EXTRACTED RECORDS —
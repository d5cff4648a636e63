/*!
 * Error types for the subrecut application.
 *
 * This module contains custom error types for different parts of the application,
 * using the thiserror crate for ergonomic error definitions.
 */

// Allow dead code - error types are for library consumers
#![allow(dead_code)]

use std::path::PathBuf;
use thiserror::Error;

/// Errors that can occur when converting between textual timecodes and milliseconds
#[derive(Error, Debug)]
pub enum TimecodeError {
    /// The text does not match the H:MM:SS.fraction structure
    #[error("Invalid timecode: {0}")]
    Format(String),
}

/// Errors that can occur while reading a subtitle track
#[derive(Error, Debug)]
pub enum TrackError {
    /// A dialogue payload had fewer comma-delimited fields than expected
    #[error("Dialogue line has {found} fields, expected {expected}")]
    ShortDialogue {
        /// Fields actually present
        found: usize,
        /// Fields required
        expected: usize,
    },

    /// A dialogue time field failed to parse
    #[error("Dialogue timecode: {0}")]
    Timecode(#[from] TimecodeError),
}

/// Errors raised while pairing segment lists with subtitle tracks
#[derive(Error, Debug)]
pub enum PairingError {
    /// No subtitle track shares the segment list's numeric identifier
    #[error("No matching subtitle track for segment list: {0:?}")]
    NoMatch(PathBuf),

    /// The segment list filename carries no numeric identifier at all
    #[error("No numeric identifier in segment list filename: {0:?}")]
    NoIdentifier(PathBuf),
}

/// Main application error type that wraps all other errors
#[derive(Error, Debug)]
pub enum AppError {
    /// Error from a file operation
    #[error("File error: {0}")]
    File(String),

    /// Error from timecode conversion
    #[error("Timecode error: {0}")]
    Timecode(#[from] TimecodeError),

    /// Error from subtitle track processing
    #[error("Track error: {0}")]
    Track(#[from] TrackError),

    /// Error from input pairing
    #[error("Pairing error: {0}")]
    Pairing(#[from] PairingError),

    /// Any other error
    #[error("Unknown error: {0}")]
    Unknown(String),
}

// Utility functions for error conversion
impl From<anyhow::Error> for AppError {
    fn from(error: anyhow::Error) -> Self {
        Self::Unknown(error.to_string())
    }
}

impl From<std::io::Error> for AppError {
    fn from(error: std::io::Error) -> Self {
        Self::File(error.to_string())
    }
}
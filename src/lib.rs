/*!
 * # subrecut - subtitle retiming for re-edited video timelines
 *
 * A Rust library for re-aligning subtitle tracks with a re-edited cut of
 * their video.
 *
 * ## Features
 *
 * - Convert between textual timecodes and integer milliseconds
 * - Classify each dialogue line against an ordered list of source/timeline
 *   segments with edge-tolerance rules
 * - Shift surviving lines onto the new timeline and drop the lines the
 *   re-edit cut out
 * - Re-sort the retimed track while preserving every non-dialogue line
 *   byte-for-byte
 * - Pair segment lists with subtitle tracks by shared episode number
 * - Batch processing with per-pair error isolation
 *
 * ## Architecture
 *
 * The library is organized in these main modules:
 * - `app_config`: Configuration management
 * - `timecode`: Timecode text <-> millisecond conversion
 * - `segments`: Segment list parsing
 * - `subtitle_processor`: Subtitle track parsing and serialization
 * - `remapper`: Dialogue classification and track reassembly
 * - `file_utils`: File system operations
 * - `app_controller`: Main application controller
 * - `errors`: Custom error types for the application
 *
 * ## License
 *
 * This project is licensed under the MIT License
 */

// Global lints configuration
// These lints will be allowed but not auto-fixed
#![allow(clippy::uninlined_format_args)]

// Public modules
pub mod app_config;
pub mod app_controller;
pub mod errors;
pub mod file_utils;
pub mod remapper;
pub mod segments;
pub mod subtitle_processor;
pub mod timecode;

// Re-export main types for easier usage
pub use app_config::Config;
pub use app_controller::Controller;
pub use remapper::{classify, retime_track, Decision, Tolerances};
pub use segments::Segment;
pub use subtitle_processor::{DialogueEntry, SubtitleTrack, TrackLine};
pub use errors::{AppError, PairingError, TimecodeError, TrackError};
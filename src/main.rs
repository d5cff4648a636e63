// Module-specific lints configuration
#![allow(clippy::uninlined_format_args)]

use anyhow::{Context, Result};
use clap::{CommandFactory, Parser, Subcommand, ValueEnum};
use clap_complete::{generate, Shell};
use log::{warn, Level, LevelFilter, Log, Metadata, Record, SetLoggerError};
use std::fs::File;
use std::io::BufReader;
use std::io::Write;
use std::path::Path;

use crate::app_config::Config;
use app_controller::Controller;

mod app_config;
mod app_controller;
mod errors;
mod file_utils;
mod remapper;
mod segments;
mod subtitle_processor;
mod timecode;

/// CLI Wrapper for LogLevel to implement ValueEnum
#[derive(Debug, Clone, ValueEnum)]
enum CliLogLevel {
    Error,
    Warn,
    Info,
    Debug,
    Trace,
}

impl From<CliLogLevel> for app_config::LogLevel {
    fn from(cli_level: CliLogLevel) -> Self {
        match cli_level {
            CliLogLevel::Error => app_config::LogLevel::Error,
            CliLogLevel::Warn => app_config::LogLevel::Warn,
            CliLogLevel::Info => app_config::LogLevel::Info,
            CliLogLevel::Debug => app_config::LogLevel::Debug,
            CliLogLevel::Trace => app_config::LogLevel::Trace,
        }
    }
}

fn level_filter_for(level: &app_config::LogLevel) -> LevelFilter {
    match level {
        app_config::LogLevel::Error => LevelFilter::Error,
        app_config::LogLevel::Warn => LevelFilter::Warn,
        app_config::LogLevel::Info => LevelFilter::Info,
        app_config::LogLevel::Debug => LevelFilter::Debug,
        app_config::LogLevel::Trace => LevelFilter::Trace,
    }
}

#[derive(Subcommand, Debug)]
enum Commands {
    /// Retime subtitle tracks against their segment lists (default command)
    #[command(alias = "retime")]
    Sync(SyncArgs),

    /// Generate shell completions for subrecut
    Completions {
        /// Shell to generate completions for
        #[arg(value_enum)]
        shell: Shell,
    },
}

#[derive(Parser, Debug)]
struct SyncArgs {
    /// Directory holding the subtitle tracks (.ass)
    #[arg(short, long)]
    subtitles_dir: Option<String>,

    /// Directory holding the segment lists (.txt), grouped in subfolders
    #[arg(short, long)]
    timecodes_dir: Option<String>,

    /// Root directory for the retimed output
    #[arg(short, long)]
    output_dir: Option<String>,

    /// Force overwrite of existing output files
    #[arg(short, long)]
    force_overwrite: bool,

    /// Configuration file path
    #[arg(short, long, default_value = "conf.json")]
    config_path: String,

    /// Set logging level
    #[arg(short, long, value_enum)]
    log_level: Option<CliLogLevel>,
}

/// subrecut - subtitle retiming for re-edited video timelines
///
/// Shifts, filters and reorders the dialogue lines of ASS subtitle tracks so
/// they follow a re-edited cut, using timecode segment lists exported from
/// the editing tool.
#[derive(Parser, Debug)]
#[command(name = "subrecut")]
#[command(version = "1.0.0")]
#[command(about = "Subtitle retiming for re-edited video timelines")]
#[command(long_about = "subrecut pairs each timecode segment list with the subtitle track sharing
its episode number, shifts every dialogue line onto the new timeline, drops
the lines the re-edit cut out, and writes the result under the output root.

EXAMPLES:
    subrecut                                    # Retime using default config
    subrecut -f                                 # Force overwrite existing files
    subrecut -t cuts -s subs -o out             # Override the input/output directories
    subrecut --log-level debug                  # Show per-line retiming decisions
    subrecut completions bash > subrecut.bash   # Generate bash completions

CONFIGURATION:
    Configuration is stored in conf.json by default. You can specify a different
    config file with --config-path. If the config file doesn't exist, a default
    one will be created automatically.

INPUT LAYOUT:
    <timecodes_dir>/<group>/<name with episode number>.txt
    <subtitles_dir>/<name with the same episode number>.ass
    Output lands in <output_dir>/<group>/<subtitle filename>.")]
struct CommandLineOptions {
    #[command(subcommand)]
    command: Option<Commands>,

    /// Directory holding the subtitle tracks (.ass)
    #[arg(short, long)]
    subtitles_dir: Option<String>,

    /// Directory holding the segment lists (.txt), grouped in subfolders
    #[arg(short, long)]
    timecodes_dir: Option<String>,

    /// Root directory for the retimed output
    #[arg(short, long)]
    output_dir: Option<String>,

    /// Force overwrite of existing output files
    #[arg(short, long)]
    force_overwrite: bool,

    /// Configuration file path
    #[arg(short, long, default_value = "conf.json")]
    config_path: String,

    /// Set logging level
    #[arg(short, long, value_enum)]
    log_level: Option<CliLogLevel>,
}

// @struct: Custom logger implementation
struct CustomLogger {
    level: LevelFilter,
}

impl CustomLogger {
    // @creates: New logger with specified level
    fn new(level: LevelFilter) -> Self {
        CustomLogger { level }
    }

    // @initializes: Global logger
    fn init(level: LevelFilter) -> Result<(), SetLoggerError> {
        let logger = Box::new(CustomLogger::new(level));
        log::set_boxed_logger(logger)?;
        log::set_max_level(level);
        Ok(())
    }

    // @returns: ANSI color and emoji for log level
    fn style_for_level(level: Level) -> (&'static str, &'static str) {
        match level {
            Level::Error => ("\x1B[1;31m", "❌ "),
            Level::Warn => ("\x1B[1;33m", "🚧 "),
            Level::Info => ("\x1B[1;32m", " "),
            Level::Debug => ("\x1B[1;36m", "🔍 "),
            Level::Trace => ("\x1B[1;35m", "📋 "),
        }
    }
}

impl Log for CustomLogger {
    fn enabled(&self, metadata: &Metadata) -> bool {
        metadata.level() <= self.level
    }

    fn log(&self, record: &Record) {
        if self.enabled(record.metadata()) {
            let now = chrono::Local::now().format("%H:%M:%S.%3f");
            let (color, emoji) = Self::style_for_level(record.level());

            let mut stderr = std::io::stderr();
            let _ = writeln!(
                stderr,
                "{}{} {} {}\x1B[0m",
                color,
                now,
                emoji,
                record.args()
            );
        }
    }

    fn flush(&self) {
        let _ = std::io::stderr().flush();
    }
}

#[tokio::main]
async fn main() -> Result<()> {
    // Initialize the logger once with info level by default
    // We'll update the level after loading the config if needed
    CustomLogger::init(LevelFilter::Info)?;

    // Parse command line arguments using clap
    let cli = CommandLineOptions::parse();

    // Handle subcommands
    match cli.command {
        Some(Commands::Completions { shell }) => {
            let mut cmd = CommandLineOptions::command();
            generate(shell, &mut cmd, "subrecut", &mut std::io::stdout());
            Ok(())
        }
        Some(Commands::Sync(args)) => run_sync(args).await,
        None => {
            // Default behavior - use top-level args for backwards compatibility
            let sync_args = SyncArgs {
                subtitles_dir: cli.subtitles_dir,
                timecodes_dir: cli.timecodes_dir,
                output_dir: cli.output_dir,
                force_overwrite: cli.force_overwrite,
                config_path: cli.config_path,
                log_level: cli.log_level,
            };
            run_sync(sync_args).await
        }
    }
}

async fn run_sync(options: SyncArgs) -> Result<()> {
    // If log level is set via command line, apply it immediately
    if let Some(cmd_log_level) = &options.log_level {
        let config_log_level: app_config::LogLevel = cmd_log_level.clone().into();
        log::set_max_level(level_filter_for(&config_log_level));
    }

    // Load or create configuration
    let config_path = &options.config_path;
    let mut config = if Path::new(config_path).exists() {
        // Load existing configuration
        let file = File::open(config_path)
            .context(format!("Failed to open config file: {}", config_path))?;

        let reader = BufReader::new(file);
        let config: Config = serde_json::from_reader(reader)
            .context(format!("Failed to parse config file: {}", config_path))?;

        config
    } else {
        // Create default configuration if not exists
        warn!("Config file not found at '{}', creating default config.", config_path);

        let config = Config::default();

        // Save default config
        let config_json = serde_json::to_string_pretty(&config)
            .context("Failed to serialize default config to JSON")?;

        std::fs::write(config_path, config_json)
            .context(format!("Failed to write default config to file: {}", config_path))?;

        config
    };

    // Override config with CLI options if provided
    if let Some(subtitles_dir) = &options.subtitles_dir {
        config.subtitles_dir = subtitles_dir.clone();
    }
    if let Some(timecodes_dir) = &options.timecodes_dir {
        config.timecodes_dir = timecodes_dir.clone();
    }
    if let Some(output_dir) = &options.output_dir {
        config.output_dir = output_dir.clone();
    }
    if let Some(log_level) = &options.log_level {
        config.log_level = log_level.clone().into();
    }

    // Validate the configuration after loading and overriding
    config.validate().context("Configuration validation failed")?;

    // If log level was not set via command line, update it from config now
    if options.log_level.is_none() {
        // Just update the max level without reinitializing the logger
        log::set_max_level(level_filter_for(&config.log_level));
    }

    // Create controller and run the batch
    let controller = Controller::with_config(config)?;
    controller.run(options.force_overwrite).await
}
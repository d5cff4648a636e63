use anyhow::Result;
use futures::stream::{self, StreamExt};
use indicatif::{ProgressBar, ProgressStyle};
use log::{debug, error, info, warn};
use once_cell::sync::Lazy;
use regex::Regex;
use std::path::{Path, PathBuf};
use std::sync::Arc;

use crate::app_config::Config;
use crate::errors::PairingError;
use crate::file_utils::FileManager;
use crate::remapper;
use crate::segments;
use crate::subtitle_processor::SubtitleTrack;

// @module: Application controller for batch retiming

// @const: First-run-of-digits pairing identifier
static DIGIT_RUN_REGEX: Lazy<Regex> = Lazy::new(|| Regex::new(r"\d+").unwrap());

/// Extract the pairing identifier from a file name: the first run of digits,
/// kept as a string so leading zeros stay significant ("01" never matches "1").
pub fn numeric_id(path: &Path) -> Option<String> {
    let name = path.file_name()?.to_string_lossy().to_string();
    DIGIT_RUN_REGEX
        .find(&name)
        .map(|m| m.as_str().to_string())
}

/// One segment list matched with the subtitle track sharing its identifier.
#[derive(Debug, Clone)]
pub struct InputPair {
    /// Segment list file
    pub segment_list: PathBuf,

    /// Subtitle track file
    pub track: PathBuf,

    /// Grouping subfolder of the segment list, replicated under the output root
    pub group: String,
}

// @enum: Result of processing one pair
enum PairOutcome {
    Synced { kept: usize, dropped: usize },
    Skipped,
}

/// Main application controller for subtitle retiming
pub struct Controller {
    // @field: App configuration
    config: Config,
}

impl Controller {
    // @method: Create a new controller with the given configuration
    pub fn with_config(config: Config) -> Result<Self> {
        Ok(Self { config })
    }

    /// Pair each segment list with the first subtitle track sharing its
    /// numeric identifier. Returns the pairs in segment-list order plus the
    /// lists that could not be paired; an unpaired list never aborts the run.
    pub fn pair_inputs(
        timecodes_root: &Path,
        segment_lists: &[PathBuf],
        tracks: &[PathBuf],
    ) -> (Vec<InputPair>, Vec<PairingError>) {
        let mut pairs = Vec::new();
        let mut unmatched = Vec::new();

        for segment_list in segment_lists {
            let Some(id) = numeric_id(segment_list) else {
                let e = PairingError::NoIdentifier(segment_list.clone());
                warn!("{}", e);
                unmatched.push(e);
                continue;
            };

            let matched = tracks
                .iter()
                .find(|track| numeric_id(track).as_deref() == Some(id.as_str()));

            match matched {
                Some(track) => {
                    let group = segment_list
                        .parent()
                        .and_then(|parent| parent.strip_prefix(timecodes_root).ok())
                        .map(|rel| rel.to_string_lossy().to_string())
                        .unwrap_or_default();

                    debug!("Paired {:?} -> {:?}", segment_list, track);
                    pairs.push(InputPair {
                        segment_list: segment_list.clone(),
                        track: track.clone(),
                        group,
                    });
                }
                None => {
                    let e = PairingError::NoMatch(segment_list.clone());
                    warn!("{}", e);
                    unmatched.push(e);
                }
            }
        }

        (pairs, unmatched)
    }

    /// Run the batch workflow over every paired segment list and track
    pub async fn run(&self, force_overwrite: bool) -> Result<()> {
        // Start timing the process
        let start_time = std::time::Instant::now();

        let timecodes_root = PathBuf::from(&self.config.timecodes_dir);
        let subtitles_root = PathBuf::from(&self.config.subtitles_dir);

        if !timecodes_root.exists() {
            return Err(anyhow::anyhow!(
                "Timecodes directory does not exist: {:?}",
                timecodes_root
            ));
        }
        if !subtitles_root.exists() {
            return Err(anyhow::anyhow!(
                "Subtitles directory does not exist: {:?}",
                subtitles_root
            ));
        }

        // Discover inputs (recursive)
        let segment_lists = FileManager::find_files(&timecodes_root, "txt")?;
        let tracks = FileManager::find_files(&subtitles_root, "ass")?;

        if segment_lists.is_empty() {
            return Err(anyhow::anyhow!(
                "No segment lists found in directory: {:?}",
                timecodes_root
            ));
        }
        if tracks.is_empty() {
            return Err(anyhow::anyhow!(
                "No subtitle tracks found in directory: {:?}",
                subtitles_root
            ));
        }

        let (pairs, unmatched) = Self::pair_inputs(&timecodes_root, &segment_lists, &tracks);

        // Create a progress bar for batch processing
        let batch_pb = ProgressBar::new(pairs.len() as u64);
        let template_result = ProgressStyle::default_bar()
            .template("{spinner:.green} [{elapsed_precise}] [{bar:40.cyan/blue}] {pos}/{len} pairs ({percent}%) {msg} {eta}")
            .or_else(|_| ProgressStyle::default_bar().template("{spinner} [{elapsed_precise}] [{bar:40}] {pos}/{len} ({percent}%) {msg}"))
            .unwrap_or_else(|_| ProgressStyle::default_bar());
        batch_pb.set_style(template_result.progress_chars("█▓▒░"));
        batch_pb.set_message("Retiming tracks");

        // Pairs share no state, so they can run side by side up to the
        // configured width; the default width of 1 keeps the batch serial.
        let config = Arc::new(self.config.clone());
        let results: Vec<(String, Result<PairOutcome>)> = stream::iter(pairs)
            .map(|pair| {
                let config = Arc::clone(&config);
                let pb = batch_pb.clone();
                async move {
                    let name = pair
                        .track
                        .file_name()
                        .map(|f| f.to_string_lossy().to_string())
                        .unwrap_or_else(|| "unknown".to_string());
                    pb.set_message(format!("Processing: {}", name));

                    let outcome = match tokio::task::spawn_blocking(move || {
                        Self::process_pair(&config, &pair, force_overwrite)
                    })
                    .await
                    {
                        Ok(result) => result,
                        Err(e) => Err(anyhow::anyhow!("Worker task failed: {}", e)),
                    };

                    pb.inc(1);
                    (name, outcome)
                }
            })
            .buffer_unordered(self.config.sync.concurrent_pairs)
            .collect()
            .await;

        // Finish the batch progress bar
        batch_pb.finish_with_message("Batch processing complete");

        // Track success and failure counts
        let mut success_count = 0;
        let mut skip_count = 0;
        let mut error_count = 0;

        for (name, outcome) in &results {
            match outcome {
                Ok(PairOutcome::Synced { kept, dropped }) => {
                    debug!("{}: {} kept, {} dropped", name, kept, dropped);
                    success_count += 1;
                }
                Ok(PairOutcome::Skipped) => skip_count += 1,
                Err(e) => {
                    error!("Error processing pair {}: {}", name, e);
                    error_count += 1;
                }
            }
        }

        let duration = start_time.elapsed();

        // Give summary results - important for batch operations
        let summary_message = format!(
            "Batch processing completed: {} synced, {} skipped, {} unmatched, {} errors",
            success_count,
            skip_count,
            unmatched.len(),
            error_count
        );
        info!("{}", summary_message);

        // Write summary to log file
        let log_file_path = PathBuf::from(&self.config.output_dir).join("subrecut.issues.log");
        if let Err(e) = Self::write_summary_log(
            &log_file_path,
            &summary_message,
            &unmatched,
            Self::format_duration(duration),
        ) {
            warn!("Failed to write batch logs to file: {}", e);
        } else {
            info!("Batch processing logs written to {}", log_file_path.display());
        }

        Ok(())
    }

    /// Retime one paired input and write the result under the output root
    fn process_pair(config: &Config, pair: &InputPair, force_overwrite: bool) -> Result<PairOutcome> {
        let output_path =
            FileManager::generate_output_path(&pair.track, &config.output_dir, &pair.group);

        if output_path.exists() && !force_overwrite {
            warn!(
                "Skipping {:?}, output already exists (use -f to force overwrite)",
                pair.track
            );
            return Ok(PairOutcome::Skipped);
        }

        debug!("Processing: {:?} -> {:?}", pair.segment_list, pair.track);

        let segment_list = segments::read_segment_list(&pair.segment_list)?;
        let track = SubtitleTrack::from_file(&pair.track)?;
        let before = track.dialogue_count();

        let retimed = remapper::retime_track(&track, &segment_list, &config.sync.tolerances());
        let kept = retimed.dialogue_count();

        retimed.write_to_file(&output_path)?;
        info!("Success: {}", output_path.display());

        Ok(PairOutcome::Synced {
            kept,
            dropped: before - kept,
        })
    }

    /// Write the batch summary and any unmatched segment lists to a log file
    fn write_summary_log(
        file_path: &Path,
        summary: &str,
        unmatched: &[PairingError],
        duration: String,
    ) -> Result<()> {
        let mut log_content = String::new();

        // Add header
        log_content.push_str(&format!(
            "Retiming Log - {}\n\n",
            chrono::Local::now().format("%Y-%m-%d %H:%M:%S")
        ));
        log_content.push_str(&format!("[INFO] {} - Duration: {}\n", summary, duration));

        for pairing_error in unmatched {
            log_content.push_str(&format!("[WARN] {}\n", pairing_error));
        }

        FileManager::write_to_file(file_path, &log_content)?;

        Ok(())
    }

    // Format duration in a human-readable format (HH:MM:SS)
    fn format_duration(duration: std::time::Duration) -> String {
        let total_seconds = duration.as_secs();
        let hours = total_seconds / 3600;
        let minutes = (total_seconds % 3600) / 60;
        let seconds = total_seconds % 60;

        if hours > 0 {
            format!("{}h {}m {}s", hours, minutes, seconds)
        } else if minutes > 0 {
            format!("{}m {}s", minutes, seconds)
        } else {
            format!("{}.{:03}s", seconds, duration.subsec_millis())
        }
    }
}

EXERCISE —
Look through the records above and please copy every line in which the string "segments" occurs.

RESULT OF THIS EXERCISE —
 *   segments with edge-tolerance rules
 * - `segments`: Segment list parsing
pub mod segments;
pub use segments::Segment;
mod segments;
use crate::segments;
        let segment_list = segments::read_segment_list(&pair.segment_list)?;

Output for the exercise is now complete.